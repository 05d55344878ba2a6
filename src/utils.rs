use crate::config::ConfigError;
use log::debug;
use std::io;
use std::path::Path;

/// Reads a required environment variable.
pub fn get_env_var(key: &str) -> Result<String, ConfigError> {
    match std::env::var(key) {
        Ok(value) if !value.trim().is_empty() => Ok(value),
        _ => Err(ConfigError::MissingEnvVar(key.to_string())),
    }
}

/// Creates `path` (and its parents) unless it already is a directory.
pub async fn ensure_dir_exists(path: &Path) -> io::Result<()> {
    match tokio::fs::metadata(path).await {
        Ok(metadata) => {
            if !metadata.is_dir() {
                return Err(io::Error::new(
                    io::ErrorKind::AlreadyExists,
                    format!("Path exists but is not a directory: {}", path.display()),
                ));
            }
            Ok(())
        }
        Err(e) if e.kind() == io::ErrorKind::NotFound => {
            debug!("Creating directory: {}", path.display());
            tokio::fs::create_dir_all(path).await
        }
        Err(e) => Err(e),
    }
}

/// Ensures the parent directory of a file path exists.
pub async fn ensure_parent_exists(file: &Path) -> io::Result<()> {
    match file.parent() {
        Some(parent) if !parent.as_os_str().is_empty() => ensure_dir_exists(parent).await,
        _ => Ok(()),
    }
}

#[cfg(test)]
mod tests {
    use super::*;

    #[test]
    fn test_get_env_var_missing() {
        let err = get_env_var("AEMET_ETL_TEST_SURELY_UNSET_VARIABLE").unwrap_err();
        assert!(matches!(err, ConfigError::MissingEnvVar(ref k) if k == "AEMET_ETL_TEST_SURELY_UNSET_VARIABLE"));
    }

    #[tokio::test]
    async fn test_ensure_dir_exists() -> Result<(), Box<dyn std::error::Error>> {
        let tmp = tempfile::tempdir()?;
        let nested = tmp.path().join("a").join("b");
        ensure_dir_exists(&nested).await?;
        assert!(nested.is_dir());
        // Idempotent
        ensure_dir_exists(&nested).await?;

        let file = tmp.path().join("plain.txt");
        tokio::fs::write(&file, b"x").await?;
        assert!(ensure_dir_exists(&file).await.is_err());
        Ok(())
    }

    #[tokio::test]
    async fn test_ensure_parent_exists() -> Result<(), Box<dyn std::error::Error>> {
        let tmp = tempfile::tempdir()?;
        let file = tmp.path().join("data").join("raw.csv");
        ensure_parent_exists(&file).await?;
        assert!(tmp.path().join("data").is_dir());
        ensure_parent_exists(Path::new("relative.csv")).await?;
        Ok(())
    }
}
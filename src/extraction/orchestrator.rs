use crate::extraction::api::OpenDataApi;
use crate::extraction::downloader::StationDownloader;
use crate::extraction::error::ExtractionError;
use crate::extraction::planner::{WindowPlan, WindowPlanner};
use crate::extraction::raw_store::RawStore;
use crate::extraction::retry::RetryPolicy;
use crate::stations::inventory::fetch_inventory;
use crate::types::observation::RawObservation;
use bon::bon;
use chrono::NaiveDate;
use log::{debug, info, warn};
use uuid::Uuid;

/// Counters of one extraction run.
#[derive(Debug, Clone, Copy, Default, PartialEq, Eq)]
pub struct ExtractionSummary {
    pub stations: usize,
    pub stations_skipped: usize,
    pub windows_requested: usize,
    pub windows_empty: usize,
    pub windows_failed: usize,
    pub rows: usize,
}

/// New rows of one extraction run, all tagged with `run_id`.
#[derive(Debug, Clone, PartialEq)]
pub struct ExtractionOutcome {
    pub run_id: String,
    pub rows: Vec<RawObservation>,
    pub summary: ExtractionSummary,
}

impl ExtractionOutcome {
    pub fn is_empty(&self) -> bool {
        self.rows.is_empty()
    }
}

/// Coordinates inventory, planner and downloader across every station, then
/// appends the new batch to the raw store.
pub struct Extractor<A: OpenDataApi> {
    api: A,
    planner: WindowPlanner,
    retry: RetryPolicy,
    raw_store: RawStore,
}

#[bon]
impl<A: OpenDataApi> Extractor<A> {
    #[builder]
    pub fn new(
        api: A,
        raw_store: RawStore,
        planner: Option<WindowPlanner>,
        retry: Option<RetryPolicy>,
    ) -> Self {
        Self {
            api,
            planner: planner.unwrap_or_default(),
            retry: retry.unwrap_or_default(),
            raw_store,
        }
    }

    pub fn raw_store(&self) -> &RawStore {
        &self.raw_store
    }

    /// Runs one incremental extraction up to `today`.
    ///
    /// Stations are processed one at a time. When no station yields rows the
    /// outcome is empty and the raw store is left untouched.
    pub async fn run(&self, today: NaiveDate) -> Result<ExtractionOutcome, ExtractionError> {
        let stations = fetch_inventory(&self.api, &self.retry).await?;
        let watermarks = self.raw_store.watermarks().await?;
        let run_id = Uuid::new_v4().to_string();
        let downloader = StationDownloader::new(&self.api, &self.retry);

        let mut summary = ExtractionSummary {
            stations: stations.len(),
            ..ExtractionSummary::default()
        };
        let mut rows = Vec::new();

        for station in &stations {
            let plan = self.planner.plan(today, watermarks.get(&station.code).copied());
            let windows = match plan {
                WindowPlan::UpToDate => {
                    debug!("Station {} is up to date, skipping", station.code);
                    summary.stations_skipped += 1;
                    continue;
                }
                WindowPlan::Windows(windows) => windows,
            };

            let download = downloader.download(station, &windows, &run_id).await;
            summary.windows_requested += download.windows_requested;
            summary.windows_empty += download.empty_windows;
            summary.windows_failed += download.failed_windows.len();
            rows.extend(download.rows);
        }

        summary.rows = rows.len();
        if summary.windows_failed > 0 {
            warn!(
                "{} of {} windows could not be fetched and are missing from this run",
                summary.windows_failed, summary.windows_requested
            );
        }

        if rows.is_empty() {
            info!("No new data: {} stations checked, nothing to append", summary.stations);
        } else {
            self.raw_store.append(&rows).await?;
            info!(
                "Extraction run {} collected {} rows from {} stations ({} up to date)",
                run_id,
                rows.len(),
                summary.stations - summary.stations_skipped,
                summary.stations_skipped
            );
        }

        Ok(ExtractionOutcome {
            run_id,
            rows,
            summary,
        })
    }
}

#[cfg(test)]
mod tests {
    use super::*;
    use crate::extraction::api::fake::FakeApi;
    use serde_json::json;
    use std::path::PathBuf;
    use std::time::Duration;

    fn today() -> NaiveDate {
        NaiveDate::from_ymd_opt(2024, 1, 10).unwrap()
    }

    fn api() -> FakeApi {
        FakeApi::default()
            .with_inventory(vec![
                json!({"indicativo": "3195", "nombre": "MADRID, RETIRO", "provincia": "MADRID"}),
                json!({"indicativo": "B013X", "nombre": "ESCORCA, LLUC", "provincia": "ILLES BALEARS"}),
            ])
            .with_rows(
                "3195",
                vec![
                    json!({"fecha": "2024-01-08", "indicativo": "3195", "tmed": "9,4"}),
                    json!({"fecha": "2024-01-09", "indicativo": "3195", "tmed": "8,0"}),
                    json!({"fecha": "2024-01-10", "indicativo": "3195", "tmed": "7,5"}),
                ],
            )
            .with_rows(
                "B013X",
                vec![json!({"fecha": "2024-01-10", "indicativo": "B013X", "tmed": "12,0"})],
            )
    }

    fn extractor(api: FakeApi, path: PathBuf) -> Extractor<FakeApi> {
        Extractor::builder()
            .api(api)
            .raw_store(RawStore::new(path))
            .planner(WindowPlanner::new(5, 3))
            .retry(RetryPolicy::fixed(2, Duration::from_millis(1)))
            .build()
    }

    #[tokio::test]
    async fn test_cold_start_collects_all_stations() -> Result<(), Box<dyn std::error::Error>> {
        let dir = tempfile::tempdir()?;
        let extractor = extractor(api(), dir.path().join("raw.csv"));

        let outcome = extractor.run(today()).await?;
        assert_eq!(outcome.rows.len(), 4);
        assert!(outcome
            .rows
            .iter()
            .all(|r| r.batch_id.as_deref() == Some(outcome.run_id.as_str())));
        assert_eq!(outcome.summary.stations, 2);
        assert_eq!(outcome.summary.stations_skipped, 0);
        // lookback 5 days in windows of 3 -> 2 windows per station
        assert_eq!(outcome.summary.windows_requested, 4);
        assert_eq!(extractor.raw_store().read_all().await?.len(), 4);
        Ok(())
    }

    #[tokio::test]
    async fn test_rerun_without_new_data_is_idempotent() -> Result<(), Box<dyn std::error::Error>> {
        let dir = tempfile::tempdir()?;
        let path = dir.path().join("raw.csv");
        extractor(api(), path.clone()).run(today()).await?;
        let before = std::fs::read(&path)?;

        let second = extractor(api(), path.clone());
        let outcome = second.run(today()).await?;
        assert!(outcome.is_empty());
        assert_eq!(outcome.summary.stations_skipped, 2);
        assert_eq!(std::fs::read(&path)?, before);
        Ok(())
    }

    #[tokio::test]
    async fn test_warm_start_requests_single_window() -> Result<(), Box<dyn std::error::Error>> {
        let dir = tempfile::tempdir()?;
        let path = dir.path().join("raw.csv");
        let store = RawStore::new(&path);
        store
            .append(&[RawObservation {
                station_code: Some("3195".to_string()),
                date: Some("2024-01-08".to_string()),
                ..RawObservation::default()
            }])
            .await?;

        let api = api();
        let outcome = extractor(api, path).run(today()).await?;
        let from_3195: Vec<_> = outcome
            .rows
            .iter()
            .filter(|r| r.station_code.as_deref() == Some("3195"))
            .filter_map(|r| r.date.clone())
            .collect();
        assert_eq!(from_3195, vec!["2024-01-09", "2024-01-10"]);
        // 1 warm window for 3195, 2 cold windows for B013X
        assert_eq!(outcome.summary.windows_requested, 3);
        Ok(())
    }

    #[tokio::test]
    async fn test_failing_station_does_not_abort_run() -> Result<(), Box<dyn std::error::Error>> {
        let dir = tempfile::tempdir()?;
        let extractor = extractor(api().failing("3195", 100), dir.path().join("raw.csv"));

        let outcome = extractor.run(today()).await?;
        assert_eq!(outcome.summary.windows_failed, 2);
        assert_eq!(outcome.rows.len(), 1);
        assert_eq!(outcome.rows[0].station_code.as_deref(), Some("B013X"));
        Ok(())
    }

    #[tokio::test]
    async fn test_inventory_failure_is_fatal() {
        let dir = tempfile::tempdir().unwrap();
        let extractor = extractor(FakeApi::default(), dir.path().join("raw.csv"));
        let err = extractor.run(today()).await.unwrap_err();
        assert!(matches!(err, ExtractionError::Inventory(_)));
    }
}
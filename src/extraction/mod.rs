pub mod api;
pub mod downloader;
pub mod error;
pub mod orchestrator;
pub mod planner;
pub mod raw_store;
pub mod retry;
pub mod throttle;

- Work order:
Please give back, exactly as it stands above, the stretch from the line with "async fn test_warm_start_requests_single_window()" through the line with "let err = extractor.run(today()).await.unwrap_err();", and no line outside it.

- Answer to this task:
    async fn test_warm_start_requests_single_window() -> Result<(), Box<dyn std::error::Error>> {
        let dir = tempfile::tempdir()?;
        let path = dir.path().join("raw.csv");
        let store = RawStore::new(&path);
        store
            .append(&[RawObservation {
                station_code: Some("3195".to_string()),
                date: Some("2024-01-08".to_string()),
                ..RawObservation::default()
            }])
            .await?;

        let api = api();
        let outcome = extractor(api, path).run(today()).await?;
        let from_3195: Vec<_> = outcome
            .rows
            .iter()
            .filter(|r| r.station_code.as_deref() == Some("3195"))
            .filter_map(|r| r.date.clone())
            .collect();
        assert_eq!(from_3195, vec!["2024-01-09", "2024-01-10"]);
        // 1 warm window for 3195, 2 cold windows for B013X
        assert_eq!(outcome.summary.windows_requested, 3);
        Ok(())
    }

    #[tokio::test]
    async fn test_failing_station_does_not_abort_run() -> Result<(), Box<dyn std::error::Error>> {
        let dir = tempfile::tempdir()?;
        let extractor = extractor(api().failing("3195", 100), dir.path().join("raw.csv"));

        let outcome = extractor.run(today()).await?;
        assert_eq!(outcome.summary.windows_failed, 2);
        assert_eq!(outcome.rows.len(), 1);
        assert_eq!(outcome.rows[0].station_code.as_deref(), Some("B013X"));
        Ok(())
    }

    #[tokio::test]
    async fn test_inventory_failure_is_fatal() {
        let dir = tempfile::tempdir().unwrap();
        let extractor = extractor(FakeApi::default(), dir.path().join("raw.csv"));
        let err = extractor.run(today()).await.unwrap_err();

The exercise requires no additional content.